### Task to complete
Only the lines containing the string "placed" are needed; copy all of them from the listing.

START Provided data

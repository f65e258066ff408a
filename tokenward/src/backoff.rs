//! Error backoff handling

use std::time::Duration;

/// Configuration for how to manage backoff when an error is encountered
#[derive(Clone, Copy, Debug, PartialEq, Eq)]
pub struct ErrorBackoffConfig {
    initial_error_delay: Duration,
    max_error_delay: Duration,
    multiplier: u32,
}

impl Default for ErrorBackoffConfig {
    /// Default backoff configuration
    ///
    /// Uses an initial error delay of 1 second with a multiplier of 2, so the
    /// n-th consecutive error waits `2^n` seconds. Maximum delay is capped at
    /// 5 minutes.
    fn default() -> Self {
        Self {
            initial_error_delay: Duration::from_secs(1),
            max_error_delay: Duration::from_secs(300),
            multiplier: 2,
        }
    }
}

impl ErrorBackoffConfig {
    /// Constructs a new backoff configuration
    ///
    /// When encountering an error for the first time, the backoff will be `initial_error_delay`.
    /// On subsequent errors, the backoff should be multiplied by `multiplier`, with a cap of
    /// `max_error_delay`.
    pub fn new(initial_error_delay: Duration, max_error_delay: Duration, multiplier: u32) -> Self {
        Self {
            initial_error_delay,
            max_error_delay,
            multiplier,
        }
    }

    /// The delay to apply after the `attempt`-th consecutive error (zero-based)
    pub fn delay_for(&self, attempt: u32) -> Duration {
        let factor = self.multiplier.saturating_pow(attempt);
        self.initial_error_delay
            .checked_mul(factor)
            .unwrap_or(self.max_error_delay)
            .min(self.max_error_delay)
    }
}

/// Utility trait for extending types with a backoff handler
pub trait WithBackoff {
    /// The output of providing backoff
    type Output;

    /// Applies backoff to the current value
    fn with_backoff(self, handler: &mut ErrorBackoffHandler) -> Self::Output;
}

impl<T, E> WithBackoff for Result<T, E> {
    type Output = Result<T, (E, Duration)>;
    fn with_backoff(self, handler: &mut ErrorBackoffHandler) -> Self::Output {
        match self {
            Ok(ok) => {
                handler.success();
                Ok(ok)
            }
            Err(err) => Err((err, handler.error())),
        }
    }
}

/// A stateful handler that manages error backoff state
#[derive(Debug)]
pub struct ErrorBackoffHandler {
    config: ErrorBackoffConfig,
    consecutive_errors: u32,
}

impl ErrorBackoffHandler {
    /// Constructs a new handler from an [`ErrorBackoffConfig`].
    pub fn new(config: ErrorBackoffConfig) -> Self {
        Self {
            config,
            consecutive_errors: 0,
        }
    }

    /// Reports a success
    ///
    /// This resets the internal delay state.
    pub fn success(&mut self) {
        self.consecutive_errors = 0;
    }

    /// Reports a failure and returns the expected backoff delay
    ///
    /// This will apply the values in the backoff configuration, increasing the backoff delay
    /// if required, and then report the expected next delay.
    pub fn error(&mut self) -> Duration {
        let delay = self.config.delay_for(self.consecutive_errors);
        self.consecutive_errors = self.consecutive_errors.saturating_add(1);
        delay
    }

    /// The number of errors reported since the last success
    pub fn consecutive_errors(&self) -> u32 {
        self.consecutive_errors
    }
}

impl From<ErrorBackoffConfig> for ErrorBackoffHandler {
    fn from(config: ErrorBackoffConfig) -> Self {
        Self::new(config)
    }
}

/// Bounds how many times a retryable operation is attempted
#[derive(Clone, Copy, Debug, PartialEq, Eq)]
pub struct RetryPolicy {
    max_attempts: u32,
    backoff: ErrorBackoffConfig,
}

impl Default for RetryPolicy {
    /// Three attempts with the default exponential backoff between them
    fn default() -> Self {
        Self {
            max_attempts: 3,
            backoff: ErrorBackoffConfig::default(),
        }
    }
}

impl RetryPolicy {
    /// Constructs a new retry policy
    ///
    /// At least one attempt is always made, even if `max_attempts` is zero.
    pub fn new(max_attempts: u32, backoff: ErrorBackoffConfig) -> Self {
        Self {
            max_attempts: max_attempts.max(1),
            backoff,
        }
    }

    /// The total number of attempts permitted
    pub fn max_attempts(&self) -> u32 {
        self.max_attempts
    }

    /// A fresh backoff handler for one retried operation
    pub fn handler(&self) -> ErrorBackoffHandler {
        ErrorBackoffHandler::new(self.backoff)
    }
}
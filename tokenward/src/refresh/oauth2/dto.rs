//! DTOs for the refresh-grant exchange

use serde::{Deserialize, Serialize, Serializer};
use tokenward_clock::{DurationSecs, UnixTime};

use crate::{
    record::{ExtraFields, TokenFields},
    AccessToken, ClientId, ClientSecret, RefreshToken, RefreshTokenRef,
};

/// The lifetime assumed when the provider omits both `expires_in` and `expires_at`
pub const DEFAULT_LIFETIME: DurationSecs = DurationSecs(3_600);

/// Client credentials
#[derive(Debug, Serialize)]
pub struct ClientCredentials {
    /// The client ID
    pub client_id: ClientId,

    /// The client secret
    pub client_secret: ClientSecret,
}

impl ClientCredentials {
    /// Constructs a new set of client credentials
    pub fn new(client_id: ClientId, client_secret: ClientSecret) -> Self {
        Self {
            client_id,
            client_secret,
        }
    }
}

/// The body of a refresh-grant request
#[derive(Debug)]
pub struct RefreshGrant<'a> {
    /// The client credentials
    pub credentials: &'a ClientCredentials,

    /// The refresh token being exchanged
    pub refresh_token: &'a RefreshTokenRef,
}

impl<'a> Serialize for RefreshGrant<'a> {
    fn serialize<S>(&self, serializer: S) -> Result<S::Ok, S::Error>
    where
        S: Serializer,
    {
        use serde::ser::SerializeStruct;

        let mut ser = serializer.serialize_struct("RefreshGrant", 4)?;
        ser.serialize_field("grant_type", "refresh_token")?;
        ser.serialize_field("refresh_token", self.refresh_token)?;
        ser.serialize_field("client_id", &self.credentials.client_id)?;
        ser.serialize_field("client_secret", &self.credentials.client_secret)?;
        ser.end()
    }
}

/// A successful token endpoint response
#[derive(Debug, Deserialize)]
pub struct TokenResponse {
    /// The new access token
    pub access_token: AccessToken,
    /// A rotated refresh token, if the provider issued one
    #[serde(default)]
    pub refresh_token: Option<RefreshToken>,
    /// The token type
    #[serde(default)]
    pub token_type: Option<String>,
    /// The lifetime of the access token
    #[serde(default)]
    pub expires_in: Option<DurationSecs>,
    /// An absolute expiry, sent by some providers instead of a lifetime
    #[serde(default)]
    pub expires_at: Option<UnixTime>,
    /// The granted scope
    #[serde(default)]
    pub scope: Option<String>,
}

impl TokenResponse {
    /// Converts the response into token fields, resolving the expiry at `now`
    pub fn into_fields(self, now: UnixTime) -> TokenFields {
        let expires_at = self
            .expires_at
            .or_else(|| self.expires_in.map(|lifetime| now + lifetime))
            .unwrap_or(now + DEFAULT_LIFETIME);

        TokenFields {
            access_token: Some(self.access_token),
            refresh_token: self.refresh_token,
            token_type: self.token_type,
            expires_at: Some(expires_at),
            expires_in: None,
            scope: self.scope,
            extra: ExtraFields::new(),
        }
    }
}

#[cfg(test)]
mod tests {
    use super::*;

    #[test]
    fn grant_carries_all_parameters() {
        let credentials = ClientCredentials::new(
            ClientId::from_static("client"),
            ClientSecret::from_static("shh"),
        );
        let refresh_token = RefreshToken::from_static("rt-123");
        let grant = RefreshGrant {
            credentials: &credentials,
            refresh_token: &refresh_token,
        };

        let value = serde_json::to_value(&grant).unwrap();
        assert_eq!(
            value,
            serde_json::json!({
                "grant_type": "refresh_token",
                "refresh_token": "rt-123",
                "client_id": "client",
                "client_secret": "shh",
            })
        );
    }

    #[test]
    fn expires_in_is_resolved_against_now() {
        let resp: TokenResponse = serde_json::from_str(
            r#"{"access_token":"at","token_type":"Bearer","expires_in":300}"#,
        )
        .unwrap();
        let fields = resp.into_fields(UnixTime(1_000));
        assert_eq!(fields.expires_at, Some(UnixTime(1_300)));
        assert_eq!(fields.refresh_token, None);
    }

    #[test]
    fn missing_lifetime_defaults_to_an_hour() {
        let resp: TokenResponse = serde_json::from_str(r#"{"access_token":"at"}"#).unwrap();
        let fields = resp.into_fields(UnixTime(1_000));
        assert_eq!(fields.expires_at, Some(UnixTime(4_600)));
        assert_eq!(fields.token_type, None);
    }
}
//! Robot Scene Graph Core
//!
//! Retained-mode scene graph for the robot viewer:
//! - NodeRef/SceneNode: shared-ownership graph nodes (multi-parent DAG)
//! - UpdateSignal: versioned update notifications for graph observers
//! - NodeClassRegistry: runtime class identities for rendering dispatch
//! - CloneMap: memoized deep cloning of shared subtrees
//! - SceneLoader: asset file to scene node boundary

pub mod clone_map;
pub mod effect;
pub mod group;
pub mod loader;
pub mod mesh;
pub mod node;
pub mod registry;
pub mod shape;
pub mod transform;
pub mod update;

pub use clone_map::*;
pub use effect::*;
pub use group::*;
pub use loader::*;
pub use mesh::*;
pub use node::*;
pub use registry::*;
pub use shape::*;
pub use transform::*;
pub use update::*;
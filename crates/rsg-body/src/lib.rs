//! Robot Scene Graph Body
//!
//! Mirrors a kinematic body into the retained scene graph:
//! - Body/Link/Device: the kinematic model read by the mirror
//! - SceneBody/SceneLink/LinkShapeGroup: the per-body scene structure
//! - SceneDevice: device visualizations built by registered factories
//! - ManipulatorManager: cached joint-path + IK-handler configuration
//! - URDF import building bodies from robot description files
//!
//! Call [`register_node_classes`] (or [`install_rendering_functions`]) once
//! during startup so renderers can dispatch the node types defined here.

pub mod body;
pub mod device;
pub mod import;
pub mod manipulator;
pub mod scene_body;

pub use body::*;
pub use device::*;
pub use import::*;
pub use manipulator::*;
pub use scene_body::*;
//! Robot description import.
//!
//! Builds a [`Body`] from a URDF file: links in traversal order (root
//! first), visual and collision shape nodes from mesh files or description
//! primitives, and link poses at the zero joint configuration. When a link's
//! visual and collision entries name the same geometry, one shape node is
//! shared between both roles.

use std::collections::{HashMap, HashSet, VecDeque};
use std::path::{Path, PathBuf};
use std::sync::Arc;

use glam::{EulerRot, Quat, Vec3};

use rsg_core::{
    NodeRef, SceneGroup, SceneLoader, SceneShape, SceneTransform, StlSceneLoader,
    generate_box_mesh, generate_cylinder_mesh, generate_sphere_mesh,
};

use crate::body::{Body, Link};

/// Import options for robot description loading.
#[derive(Debug, Clone)]
pub struct ImportOptions {
    /// Base directory for resolving relative mesh paths.
    pub base_dir: PathBuf,
    /// Uniform scale applied to imported meshes.
    pub mesh_scale: f32,
    /// Default shape color if no material is specified.
    pub default_color: [f32; 4],
}

impl Default for ImportOptions {
    fn default() -> Self {
        Self {
            base_dir: PathBuf::from("."),
            mesh_scale: 1.0,
            default_color: [0.7, 0.7, 0.7, 1.0],
        }
    }
}

/// Errors that can occur during robot description import.
#[derive(Debug, Clone, thiserror::Error)]
pub enum ImportError {
    #[error("Failed to parse robot description: {0}")]
    Parse(String),

    #[error("Empty robot description: no links defined")]
    EmptyDescription,

    #[error("Joint '{joint}' references unknown link: {link}")]
    LinkNotFound { joint: String, link: String },

    #[error("Mesh file not found: {path}")]
    MeshNotFound { path: String },

    #[error("Failed to load mesh '{path}': {reason}")]
    MeshLoad { path: String, reason: String },

    #[error("Unsupported mesh format: {0} (only STL is supported)")]
    UnsupportedMeshFormat(String),

    #[error("package:// URIs are not supported: {0}")]
    PackageUriNotSupported(String),
}

/// Import a URDF file and build a [`Body`].
pub fn import_urdf(urdf_path: &Path, options: &ImportOptions) -> Result<Body, ImportError> {
    let robot =
        urdf_rs::read_file(urdf_path).map_err(|e| ImportError::Parse(e.to_string()))?;

    // Resolve meshes next to the description file unless told otherwise.
    let base_dir = if options.base_dir == Path::new(".") {
        urdf_path
            .parent()
            .map(|p| p.to_path_buf())
            .unwrap_or_else(|| PathBuf::from("."))
    } else {
        options.base_dir.clone()
    };

    build_body(&robot, &base_dir, options)
}

/// Import a URDF document from a string.
pub fn import_urdf_str(text: &str, options: &ImportOptions) -> Result<Body, ImportError> {
    let robot = urdf_rs::read_from_string(text).map_err(|e| ImportError::Parse(e.to_string()))?;
    build_body(&robot, &options.base_dir, options)
}

fn build_body(
    robot: &urdf_rs::Robot,
    base_dir: &Path,
    options: &ImportOptions,
) -> Result<Body, ImportError> {
    if robot.links.is_empty() {
        return Err(ImportError::EmptyDescription);
    }

    let material_colors: HashMap<String, [f32; 4]> = robot
        .materials
        .iter()
        .filter_map(|m| m.color.as_ref().map(|c| (m.name.clone(), rgba(c))))
        .collect();

    let link_names: HashSet<&str> = robot.links.iter().map(|l| l.name.as_str()).collect();
    let mut joint_for_child: HashMap<&str, &urdf_rs::Joint> = HashMap::new();
    let mut children_of: HashMap<&str, Vec<&str>> = HashMap::new();
    for joint in &robot.joints {
        for link in [&joint.parent.link, &joint.child.link] {
            if !link_names.contains(link.as_str()) {
                return Err(ImportError::LinkNotFound {
                    joint: joint.name.clone(),
                    link: link.clone(),
                });
            }
        }
        joint_for_child.insert(joint.child.link.as_str(), joint);
        children_of
            .entry(joint.parent.link.as_str())
            .or_default()
            .push(joint.child.link.as_str());
    }

    let root = robot
        .links
        .iter()
        .map(|l| l.name.as_str())
        .find(|name| !joint_for_child.contains_key(name))
        .ok_or_else(|| ImportError::Parse("no root link".to_string()))?;

    let urdf_links: HashMap<&str, &urdf_rs::Link> =
        robot.links.iter().map(|l| (l.name.as_str(), l)).collect();

    let mut body = Body::new(robot.name.clone());
    let mut index_of: HashMap<&str, usize> = HashMap::new();
    let mut world_poses: Vec<(Quat, Vec3)> = Vec::new();
    let mut queue = VecDeque::from([root]);

    while let Some(name) = queue.pop_front() {
        let urdf_link = urdf_links[name];

        // Pose at the zero joint configuration.
        let (parent_index, world_pose) = match joint_for_child.get(name) {
            Some(joint) => {
                let parent_index = index_of[joint.parent.link.as_str()];
                let (parent_rotation, parent_translation) = world_poses[parent_index];
                let (joint_rotation, joint_translation) = pose_parts(&joint.origin);
                (
                    Some(parent_index),
                    (
                        parent_rotation * joint_rotation,
                        parent_translation + parent_rotation * joint_translation,
                    ),
                )
            }
            None => (None, (Quat::IDENTITY, Vec3::ZERO)),
        };

        let visual = visual_node(urdf_link, &material_colors, base_dir, options)?;
        let collision = collision_node(urdf_link, visual.as_ref(), base_dir, options)?;

        let mut link = Link::new(name).with_pose(world_pose.0, world_pose.1);
        if let Some(parent_index) = parent_index {
            link = link.with_parent(parent_index);
        }
        if let Some(visual) = visual {
            link = link.with_visual_shape(visual);
        }
        if let Some(collision) = collision {
            link = link.with_collision_shape(collision);
        }
        let index = body.add_link(link);
        index_of.insert(name, index);
        world_poses.push(world_pose);

        for child in children_of.get(name).into_iter().flatten() {
            queue.push_back(*child);
        }
    }

    tracing::info!(
        "Imported robot '{}': {} links",
        body.name(),
        body.link_count()
    );
    Ok(body)
}

fn visual_node(
    link: &urdf_rs::Link,
    materials: &HashMap<String, [f32; 4]>,
    base_dir: &Path,
    options: &ImportOptions,
) -> Result<Option<NodeRef>, ImportError> {
    let mut parts = Vec::new();
    for visual in &link.visual {
        let color = visual
            .material
            .as_ref()
            .and_then(|m| {
                m.color
                    .as_ref()
                    .map(rgba)
                    .or_else(|| materials.get(&m.name).copied())
            })
            .unwrap_or(options.default_color);
        let node = geometry_node(&visual.geometry, color, base_dir, options)?;
        parts.push(placed(node, &visual.origin));
    }
    Ok(combine(parts, &link.name))
}

fn collision_node(
    link: &urdf_rs::Link,
    visual: Option<&NodeRef>,
    base_dir: &Path,
    options: &ImportOptions,
) -> Result<Option<NodeRef>, ImportError> {
    // A collision entry naming the visual geometry shares its shape node.
    if let Some(visual) = visual
        && let [v] = link.visual.as_slice()
        && let [c] = link.collision.as_slice()
        && same_geometry(&v.geometry, &c.geometry)
        && same_pose(&v.origin, &c.origin)
    {
        return Ok(Some(visual.clone()));
    }

    let mut parts = Vec::new();
    for collision in &link.collision {
        let node = geometry_node(&collision.geometry, options.default_color, base_dir, options)?;
        parts.push(placed(node, &collision.origin));
    }
    Ok(combine(parts, &link.name))
}

fn geometry_node(
    geometry: &urdf_rs::Geometry,
    color: [f32; 4],
    base_dir: &Path,
    options: &ImportOptions,
) -> Result<NodeRef, ImportError> {
    let node = match geometry {
        urdf_rs::Geometry::Box { size } => shape_node(
            generate_box_mesh(Vec3::new(
                size.0[0] as f32,
                size.0[1] as f32,
                size.0[2] as f32,
            )),
            color,
        ),
        urdf_rs::Geometry::Cylinder { radius, length } => shape_node(
            generate_cylinder_mesh(*radius as f32, *length as f32, 32),
            color,
        ),
        urdf_rs::Geometry::Capsule { radius, length } => {
            tracing::warn!("Capsule geometry approximated by a cylinder");
            shape_node(
                generate_cylinder_mesh(*radius as f32, *length as f32, 32),
                color,
            )
        }
        urdf_rs::Geometry::Sphere { radius } => {
            shape_node(generate_sphere_mesh(*radius as f32, 24, 12), color)
        }
        urdf_rs::Geometry::Mesh { filename, scale } => {
            let path = resolve_mesh_path(filename, base_dir)?;
            let uniform_scale = match scale {
                Some(s) => {
                    if s.0[0] != s.0[1] || s.0[1] != s.0[2] {
                        tracing::warn!(
                            "Non-uniform mesh scale on '{}' reduced to its x component",
                            filename
                        );
                    }
                    s.0[0] as f32
                }
                None => 1.0,
            };
            let loader = StlSceneLoader::with_scale(options.mesh_scale * uniform_scale);
            let node = loader.load(&path).map_err(|e| ImportError::MeshLoad {
                path: filename.clone(),
                reason: e.to_string(),
            })?;
            if let Some(mut shape) = node.downcast_write::<SceneShape>() {
                shape.set_color(color);
            }
            node
        }
    };
    Ok(node)
}

fn resolve_mesh_path(filename: &str, base_dir: &Path) -> Result<PathBuf, ImportError> {
    if filename.starts_with("package://") {
        return Err(ImportError::PackageUriNotSupported(filename.to_string()));
    }
    let extension = Path::new(filename)
        .extension()
        .and_then(|e| e.to_str())
        .map(|e| e.to_ascii_lowercase());
    if extension.as_deref() != Some("stl") {
        return Err(ImportError::UnsupportedMeshFormat(filename.to_string()));
    }

    let path = Path::new(filename);
    let path = if path.is_absolute() {
        path.to_path_buf()
    } else {
        base_dir.join(path)
    };
    if !path.exists() {
        return Err(ImportError::MeshNotFound {
            path: path.to_string_lossy().to_string(),
        });
    }
    Ok(path)
}

fn shape_node(mesh: rsg_core::MeshData, color: [f32; 4]) -> NodeRef {
    NodeRef::new(SceneShape::new(Arc::new(mesh)).with_color(color))
}

/// Wraps `node` in a transform when the description places it away from the
/// link origin.
fn placed(node: NodeRef, origin: &urdf_rs::Pose) -> NodeRef {
    if origin.xyz.0 == [0.0; 3] && origin.rpy.0 == [0.0; 3] {
        return node;
    }
    let (rotation, translation) = pose_parts(origin);
    let mut transform = SceneTransform::new();
    transform.set_rotation(rotation);
    transform.set_translation(translation);
    let wrapper = NodeRef::new(transform);
    wrapper.add_child(&node);
    wrapper
}

fn combine(mut parts: Vec<NodeRef>, link_name: &str) -> Option<NodeRef> {
    match parts.len() {
        0 => None,
        1 => {
            let node = parts.remove(0);
            if node.name().is_empty() {
                node.set_name(link_name);
            }
            Some(node)
        }
        _ => {
            let group = NodeRef::new(SceneGroup::named(link_name));
            for part in &parts {
                group.add_child(part);
            }
            Some(group)
        }
    }
}

fn pose_parts(pose: &urdf_rs::Pose) -> (Quat, Vec3) {
    let rotation = Quat::from_euler(
        EulerRot::XYZ,
        pose.rpy.0[0] as f32,
        pose.rpy.0[1] as f32,
        pose.rpy.0[2] as f32,
    );
    let translation = Vec3::new(
        pose.xyz.0[0] as f32,
        pose.xyz.0[1] as f32,
        pose.xyz.0[2] as f32,
    );
    (rotation, translation)
}

fn same_geometry(a: &urdf_rs::Geometry, b: &urdf_rs::Geometry) -> bool {
    use urdf_rs::Geometry::*;
    match (a, b) {
        (Box { size: a }, Box { size: b }) => a.0 == b.0,
        (
            Cylinder {
                radius: ra,
                length: la,
            },
            Cylinder {
                radius: rb,
                length: lb,
            },
        ) => ra == rb && la == lb,
        (
            Capsule {
                radius: ra,
                length: la,
            },
            Capsule {
                radius: rb,
                length: lb,
            },
        ) => ra == rb && la == lb,
        (Sphere { radius: a }, Sphere { radius: b }) => a == b,
        (
            Mesh {
                filename: fa,
                scale: sa,
            },
            Mesh {
                filename: fb,
                scale: sb,
            },
        ) => fa == fb && sa.as_ref().map(|s| s.0) == sb.as_ref().map(|s| s.0),
        _ => false,
    }
}

fn same_pose(a: &urdf_rs::Pose, b: &urdf_rs::Pose) -> bool {
    a.xyz.0 == b.xyz.0 && a.rpy.0 == b.rpy.0
}

fn rgba(color: &urdf_rs::Color) -> [f32; 4] {
    [
        color.rgba.0[0] as f32,
        color.rgba.0[1] as f32,
        color.rgba.0[2] as f32,
        color.rgba.0[3] as f32,
    ]
}
//! Group nodes and child lists.

use crate::clone_map::CloneMap;
use crate::node::{NodeRef, SceneNode};

/// Ordered child list of a group-typed node.
///
/// Structural edits go through [`NodeRef::add_child`] and friends, which
/// keep the children's parent links consistent; this type only exposes the
/// read side to other crates.
#[derive(Default)]
pub struct Children {
    nodes: Vec<NodeRef>,
}

impl Children {
    pub fn new() -> Self {
        Self { nodes: Vec::new() }
    }

    pub fn len(&self) -> usize {
        self.nodes.len()
    }

    pub fn is_empty(&self) -> bool {
        self.nodes.is_empty()
    }

    pub fn get(&self, index: usize) -> Option<&NodeRef> {
        self.nodes.get(index)
    }

    pub fn iter(&self) -> std::slice::Iter<'_, NodeRef> {
        self.nodes.iter()
    }

    pub fn contains(&self, node: &NodeRef) -> bool {
        self.nodes.iter().any(|n| NodeRef::ptr_eq(n, node))
    }

    pub(crate) fn push(&mut self, node: NodeRef) {
        self.nodes.push(node);
    }

    pub(crate) fn remove(&mut self, node: &NodeRef) -> bool {
        if let Some(pos) = self.nodes.iter().position(|n| NodeRef::ptr_eq(n, node)) {
            self.nodes.remove(pos);
            true
        } else {
            false
        }
    }

    pub(crate) fn drain(&mut self) -> Vec<NodeRef> {
        std::mem::take(&mut self.nodes)
    }
}

/// Plain aggregating node with no behavior of its own.
pub struct SceneGroup {
    name: String,
    children: Children,
}

impl SceneGroup {
    pub fn new() -> Self {
        Self {
            name: String::new(),
            children: Children::new(),
        }
    }

    pub fn named(name: impl Into<String>) -> Self {
        Self {
            name: name.into(),
            children: Children::new(),
        }
    }
}

impl Default for SceneGroup {
    fn default() -> Self {
        Self::new()
    }
}

impl SceneNode for SceneGroup {
    fn name(&self) -> &str {
        &self.name
    }

    fn set_name(&mut self, name: &str) {
        self.name = name.to_string();
    }

    fn children(&self) -> Option<&Children> {
        Some(&self.children)
    }

    fn children_mut(&mut self) -> Option<&mut Children> {
        Some(&mut self.children)
    }

    fn as_any(&self) -> &dyn std::any::Any {
        self
    }

    fn as_any_mut(&mut self) -> &mut dyn std::any::Any {
        self
    }

    fn clone_node(&self, map: &mut CloneMap) -> NodeRef {
        let clone = NodeRef::new(SceneGroup::named(self.name.clone()));
        for child in self.children.iter() {
            let child_clone = map.get_clone(child);
            clone.add_child(&child_clone);
        }
        clone
    }
}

END Provided data

### Task response
        parts.push(placed(node, &visual.origin));
        parts.push(placed(node, &collision.origin));
fn placed(node: NodeRef, origin: &urdf_rs::Pose) -> NodeRef {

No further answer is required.